2016-12-03 13:23:24 [Severity.INFO]	finished.
2016-12-03 13:23:24 [Severity.INFO]	Building index data structures ...
2016-12-03 13:23:24 [Severity.INFO]	finished.
2016-12-03 13:23:24 [Severity.INFO]	Sorting time stamps ...
2016-12-03 13:23:24 [Severity.INFO]	finished.

We can actually print a summary of its basic properties by using the Summary() function.

In [22]:
print(t.Summary())
Nodes:			30
Time-stamped links:	13200
Links/Nodes:		440.0
Observation period:	[0, 13199]
Observation length:	13199
Time stamps:		13200
Avg. inter-event dt:	1.0
Min/Max inter-event dt:	1/1
Max Time Diff (delta):	1
Two-paths:		not calculated
First-order network:	not constructed
Second-order network:	not constructed

Let us now extract time-respecting paths of length two and visualize the first-order aggregate network.

In [23]:
t.setMaxTimeDiff(delta=1)
t.extractTwoPaths()

g1 = t.igraphFirstOrder()

visual_style = {}
visual_style["bbox"] = (600, 600)
visual_style["margin"] = 60
visual_style["edge_width"] = [x/100 for x in g1.es()["weight"]]
visual_style["vertex_size"] = 20
visual_style["vertex_label_size"] = 12
visual_style["vertex_color"] = "lightblue"
visual_style["vertex_label"] = g1.vs["name"]
visual_style["edge_arrow_size"] = 0.3
visual_style["layout"] = g1.layout_auto()

igraph.plot(g1, 'tutorial/example_g1.png', **visual_style)
display(Image(filename='tutorial/example_g1.png'))
2016-12-03 13:23:29 [Severity.INFO]	Extracting two-paths for delta = 1...
2016-12-03 13:23:29 [Severity.INFO]	finished.
2016-12-03 13:23:29 [Severity.INFO]	Constructing first-order aggregate network ...
2016-12-03 13:23:29 [Severity.INFO]	finished.

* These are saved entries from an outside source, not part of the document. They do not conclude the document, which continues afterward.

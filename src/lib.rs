//! IVI-style driver for Rohde & Schwarz SM-series RF signal generators.
//!
//! The crate exposes one generic driver, [`SmDriver`], whose behavior is
//! driven by a declarative attribute table rather than per-attribute code.
//! Capability traits in [`traits`] give typed access to the RF output, the
//! LF generator, IQ modulation, the ARB generator and mass memory.
//!
//! Instruments are reached through an [`InstrumentSession`]: either a VISA
//! resource (feature `instrument_visa`) or the in-memory [`SimulatedSession`].

pub mod attribute;
pub mod cache;
pub mod config;
pub mod driver;
pub mod error;
pub mod logging;
pub mod model;
pub mod scpi;
pub mod session;
pub mod traits;

pub use attribute::{Attribute, AttributeValue};
pub use driver::{DriverOptions, DriverState, SmDriver};
pub use error::{DriverError, DriverResult};
pub use model::InstrumentModel;
pub use session::{InstrumentSession, SimulatedSession};
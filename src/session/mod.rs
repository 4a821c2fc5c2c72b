//! Instrument I/O sessions.
//!
//! The driver talks to the instrument only through [`InstrumentSession`].
//! Implementations handle the transport-specific details:
//!
//! - [`SimulatedSession`]: in-memory stand-in used for simulated operation and tests
//! - [`VisaSession`]: GPIB/USB/LAN instruments through a VISA library
//!   (`instrument_visa` feature)
//!
//! Transport failures are reported as `anyhow::Error` and reach the caller
//! unchanged through [`DriverError::Transport`](crate::error::DriverError::Transport).

use anyhow::Result;
use async_trait::async_trait;
use std::time::Duration;

pub mod simulated;
pub mod visa;

pub use simulated::{SessionEvent, SimulatedSession};
pub use visa::VisaSession;

/// Textual SCPI session to one instrument.
///
/// A session is exclusively owned by one driver; methods take `&mut self` so
/// at most one transaction is in flight at a time.
#[async_trait]
pub trait InstrumentSession: Send {
    /// Send one command; no response is read.
    async fn write(&mut self, command: &str) -> Result<()>;

    /// Send raw bytes, e.g. a block payload following `:MMEM:DATA`.
    async fn write_raw(&mut self, data: &[u8]) -> Result<()>;

    /// Send a query and read its text response.
    async fn ask(&mut self, query: &str) -> Result<String>;

    /// Clear the interface (device clear).
    async fn clear(&mut self) -> Result<()>;

    /// Release the session.
    async fn close(&mut self) -> Result<()>;

    /// Short description for logging.
    fn describe(&self) -> String;
}

/// Open a real transport for a VISA resource string.
pub async fn open_resource(
    resource: &str,
    timeout: Duration,
) -> crate::error::DriverResult<Box<dyn InstrumentSession>> {
    let session = VisaSession::open(resource, timeout).await?;
    Ok(Box::new(session))
}
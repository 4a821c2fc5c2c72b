//! Custom error types for the driver.
//!
//! This module defines the primary error type, `DriverError`, for the whole crate.
//! Using the `thiserror` crate, it provides one consistent place for every failure
//! a driver call can surface.
//!
//! ## Error Hierarchy
//!
//! - **Value-domain errors** (`ValueNotSupported`, `TypeMismatch`,
//!   `CapabilityNotSupported`): raised before any I/O is attempted, so a rejected
//!   write never reaches the instrument.
//! - **`IdentityMismatch`**: the instrument reported a model that does not start
//!   with the expected ID prefix during initialization.
//! - **`NotImplemented`**: operations the driver exposes but cannot perform, such as
//!   reading a file back from instrument mass storage.
//! - **`Transport`**: failures of the underlying instrument session. These are
//!   passed through transparently, never translated or retried.
//!
//! Malformed instrument responses are deliberately *not* part of this taxonomy:
//! a read that cannot be parsed degrades to the attribute's documented fallback
//! value and is only reported through a `tracing` warning.

use thiserror::Error;

/// Convenience alias for results using the driver error type.
pub type DriverResult<T> = std::result::Result<T, DriverError>;

/// Errors surfaced by [`SmDriver`](crate::driver::SmDriver) operations.
#[derive(Error, Debug)]
pub enum DriverError {
    /// A value outside the attribute's domain, rejected before any I/O.
    #[error("Value '{value}' is not supported for attribute '{attribute}'")]
    ValueNotSupported { attribute: String, value: String },

    /// A value of the wrong kind for the attribute.
    #[error("Attribute '{attribute}' expects a {expected} value")]
    TypeMismatch {
        attribute: String,
        expected: &'static str,
    },

    /// The model lacks the capability the attribute or operation belongs to.
    #[error("Model {model} does not support the {capability} capability")]
    CapabilityNotSupported { model: String, capability: String },

    /// `*IDN?` reported a model not matching the expected prefix.
    #[error("Instrument ID mismatch, expecting {expected}, got {actual}")]
    IdentityMismatch { expected: String, actual: String },

    /// Operation the driver does not provide.
    #[error("Operation '{0}' is not implemented by this driver")]
    NotImplemented(String),

    /// No open session.
    #[error("Driver is not initialized; call initialize() first")]
    NotInitialized,

    /// A cache-only attribute was read before it was ever written.
    #[error("Attribute '{0}' has no cached value; it must be written before it can be read")]
    NotCached(String),

    /// No attribute with this key.
    #[error("Unknown attribute '{0}'")]
    UnknownAttribute(String),

    /// Model name not in the supported list.
    #[error("Unsupported instrument model '{0}'")]
    UnknownModel(String),

    /// A write template could not be expanded.
    #[error("Failed to expand command template: {0}")]
    CommandTemplate(String),

    /// Local file access failed.
    #[error("I/O error: {0}")]
    Io(#[from] std::io::Error),

    /// The operation needs a cargo feature that was not compiled in.
    #[error("Feature '{0}' is not enabled. Please build with --features {0}")]
    FeatureNotEnabled(String),

    /// Error reported by the session transport, passed through unchanged.
    #[error(transparent)]
    Transport(#[from] anyhow::Error),
}

impl From<strfmt::FmtError> for DriverError {
    fn from(err: strfmt::FmtError) -> Self {
        DriverError::CommandTemplate(err.to_string())
    }
}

Importantly, the weighted time-aggregated network does not show any specific structure. However, due to the specific ordering of time-stamped edges in the temporal network, the second-order aggregate network can look completely different, meaning that only very specific time-respecting paths actually occur. Here, the second-order network shows three pronounced temporal communities that are not visible in the first-order network.

In [24]:
g2 = t.igraphSecondOrder()

visual_style = {}
visual_style["edge_arrow_size"] = 0.01
visual_style["vertex_color"] = "lightblue"
visual_style["vertex_size"] = 5

igraph.plot(g2, 'tutorial/example_g2.png', **visual_style)
display(Image(filename='tutorial/example_g2.png'))
2016-12-03 13:23:34 [Severity.INFO]	Constructing second-order aggregate network ...
2016-12-03 13:23:34 [Severity.INFO]	finished.